The hackers posted hundreds of usernames and passwords on the site “Pastebin” this morning with the threat that millions more would follow. The hackers, it turns out, have a demand that is somewhat unusual.
The Trade Off
The hackers that claim to have breached Dropbox’s security walls are demanding “Bitcoin donations.” Once these donations have been given, the hackers will release the rest of the hacked data. But, Dropbox claims that the hackers did not actually penetrate Dropbox’s security. Instead, Dropbox reps have told press that the hack happened through other sites where user passwords and information was stored.
Allegedly, hackers used the information (names and security information) gathered from other sites online to try and hack into Dropbox user accounts. This wouldn’t be the first time that a group of hackers obtains such information elsewhere and uses it to break into other accounts - in fact, it’s quite common, which is why it’s best to choose different passwords and usernames for every single account that you have, including Dropbox.
Keeping Your Dropbox Info Safe
So how can you tell if your Dropbox details have been hacked? Well, you can’t right now, but what you can do to avoid future hacks is to go through the two-step authentication process that Dropbox offers. This kind of security is the only thing that appears to work well when it comes to making sure that your account is safe - not only through Dropbox, but also through other sites like Gmail.
The hackers that have claimed to have accessed Dropbox information will release account details if those Bitcoin donations are received. Unfortunately, there’s nothing that you can do right now to ensure that your name and password aren’t part of the list of names and passwords that have been obtained (if this is the case, that is).
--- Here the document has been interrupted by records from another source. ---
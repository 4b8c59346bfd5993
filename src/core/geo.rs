use crate::{MapError, Result};
use serde::{Deserialize, Serialize};
use std::str::FromStr;

/// A position in game-world units; every marker is authored in this space.
#[derive(Debug, Clone, Copy, PartialEq, Serialize, Deserialize)]
pub struct WorldPoint {
    pub x: f64,
    pub y: f64,
}

impl WorldPoint {
    /// Creates a new world coordinate
    pub fn new(x: f64, y: f64) -> Self {
        Self { x, y }
    }

    pub fn from_array(coords: [f64; 2]) -> Self {
        Self::new(coords[0], coords[1])
    }

    /// Parses a serialized `"x,y"` pair.
    ///
    /// Anything other than exactly two finite numbers is rejected.
    pub fn parse(raw: &str) -> Result<Self> {
        let mut parts = raw.split(',');
        let (Some(x), Some(y), None) = (parts.next(), parts.next(), parts.next()) else {
            return Err(MapError::InvalidCoordinates(format!(
                "expected \"x,y\", got {raw:?}"
            )));
        };

        let parse_axis = |axis: &str| -> Result<f64> {
            let value: f64 = axis.trim().parse().map_err(|_| {
                MapError::InvalidCoordinates(format!("{axis:?} is not a number in {raw:?}"))
            })?;
            if value.is_finite() {
                Ok(value)
            } else {
                Err(MapError::InvalidCoordinates(format!(
                    "non-finite component in {raw:?}"
                )))
            }
        };

        Ok(Self::new(parse_axis(x)?, parse_axis(y)?))
    }

    pub fn is_finite(&self) -> bool {
        self.x.is_finite() && self.y.is_finite()
    }

    pub fn distance_to(&self, other: &WorldPoint) -> f64 {
        let dx = self.x - other.x;
        let dy = self.y - other.y;
        (dx * dx + dy * dy).sqrt()
    }
}

impl Default for WorldPoint {
    fn default() -> Self {
        Self::new(0.0, 0.0)
    }
}

impl FromStr for WorldPoint {
    type Err = MapError;

    fn from_str(s: &str) -> Result<Self> {
        Self::parse(s)
    }
}

impl std::fmt::Display for WorldPoint {
    fn fmt(&self, f: &mut std::fmt::Formatter<'_>) -> std::fmt::Result {
        write!(f, "{},{}", self.x, self.y)
    }
}

/// Represents a point in screen or projected coordinates
#[derive(Debug, Clone, Copy, PartialEq, Serialize, Deserialize)]
pub struct Point {
    pub x: f64,
    pub y: f64,
}

impl Point {
    pub fn new(x: f64, y: f64) -> Self {
        Self { x, y }
    }

    pub fn add(&self, other: &Point) -> Point {
        Point::new(self.x + other.x, self.y + other.y)
    }

    pub fn subtract(&self, other: &Point) -> Point {
        Point::new(self.x - other.x, self.y - other.y)
    }

    pub fn multiply(&self, scalar: f64) -> Point {
        Point::new(self.x * scalar, self.y * scalar)
    }

    pub fn divide(&self, scalar: f64) -> Point {
        Point::new(self.x / scalar, self.y / scalar)
    }

    pub fn distance_to(&self, other: &Point) -> f64 {
        let dx = self.x - other.x;
        let dy = self.y - other.y;
        (dx * dx + dy * dy).sqrt()
    }

    pub fn floor(&self) -> Point {
        Point::new(self.x.floor(), self.y.floor())
    }

    pub fn round(&self) -> Point {
        Point::new(self.x.round(), self.y.round())
    }
}

impl Default for Point {
    fn default() -> Self {
        Self::new(0.0, 0.0)
    }
}

/// Axis-aligned rectangle in world coordinates
#[derive(Debug, Clone, Copy, PartialEq, Serialize, Deserialize)]
pub struct WorldBounds {
    pub min: WorldPoint,
    pub max: WorldPoint,
}

impl WorldBounds {
    /// Builds bounds from two opposite corners in any order
    pub fn new(a: WorldPoint, b: WorldPoint) -> Self {
        Self {
            min: WorldPoint::new(a.x.min(b.x), a.y.min(b.y)),
            max: WorldPoint::new(a.x.max(b.x), a.y.max(b.y)),
        }
    }

    pub fn from_coords(min_x: f64, min_y: f64, max_x: f64, max_y: f64) -> Self {
        Self::new(WorldPoint::new(min_x, min_y), WorldPoint::new(max_x, max_y))
    }

    /// Checks if the bounds contain a point
    pub fn contains(&self, point: &WorldPoint) -> bool {
        point.x >= self.min.x
            && point.x <= self.max.x
            && point.y >= self.min.y
            && point.y <= self.max.y
    }

    /// Checks if the bounds intersect with another bounds
    pub fn intersects(&self, other: &WorldBounds) -> bool {
        !(other.max.x < self.min.x
            || other.min.x > self.max.x
            || other.max.y < self.min.y
            || other.min.y > self.max.y)
    }

    pub fn intersection(&self, other: &WorldBounds) -> Option<WorldBounds> {
        if !self.intersects(other) {
            return None;
        }
        Some(WorldBounds::from_coords(
            self.min.x.max(other.min.x),
            self.min.y.max(other.min.y),
            self.max.x.min(other.max.x),
            self.max.y.min(other.max.y),
        ))
    }

    /// Extends the bounds to include a point
    pub fn extend(&mut self, point: &WorldPoint) {
        self.min.x = self.min.x.min(point.x);
        self.min.y = self.min.y.min(point.y);
        self.max.x = self.max.x.max(point.x);
        self.max.y = self.max.y.max(point.y);
    }

    /// Returns a copy grown by `padding` on every side
    pub fn expanded(&self, padding: f64) -> WorldBounds {
        WorldBounds::from_coords(
            self.min.x - padding,
            self.min.y - padding,
            self.max.x + padding,
            self.max.y + padding,
        )
    }

    /// Gets the center point of the bounds
    pub fn center(&self) -> WorldPoint {
        WorldPoint::new(
            (self.min.x + self.max.x) / 2.0,
            (self.min.y + self.max.y) / 2.0,
        )
    }

    /// Clamps a point into the bounds
    pub fn clamp(&self, point: &WorldPoint) -> WorldPoint {
        WorldPoint::new(
            point.x.clamp(self.min.x, self.max.x),
            point.y.clamp(self.min.y, self.max.y),
        )
    }
}

/// Identifies one raster tile. Grid positions may be negative when an area
/// declares a tile offset.
#[derive(Debug, Clone, Copy, PartialEq, Eq, Hash, Serialize, Deserialize)]
pub struct TileCoord {
    pub x: i32,
    pub y: i32,
    pub z: i32,
}

impl TileCoord {
    pub fn new(x: i32, y: i32, z: i32) -> Self {
        Self { x, y, z }
    }

    /// Zoom as it appears in the tile URL
    pub fn url_zoom(&self) -> i32 {
        self.z + crate::constants::TILE_ZOOM_OFFSET
    }
}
How can Dropbox be sure that the hack didn’t happen through the Dropbox site? The company has told press that there is a security feature in place that allows Dropbox to detect any kind of hack, and that security feature has not been breached yet, which means that the hack did not happen within Dropbox. But, the company is still urging users to make sure to set up that two-step authentication process.
None of this is good news for a company like Dropbox, since millions of people use the app every single day (and some major corporations), but hacks are inevitable if you use the same login details across many different sites. In short, make sure that you are using a password keep or other app that can scramble your passwords and usernames, or risk being part of a massive hack like the one mentioned here. Was your Dropbox account hacked?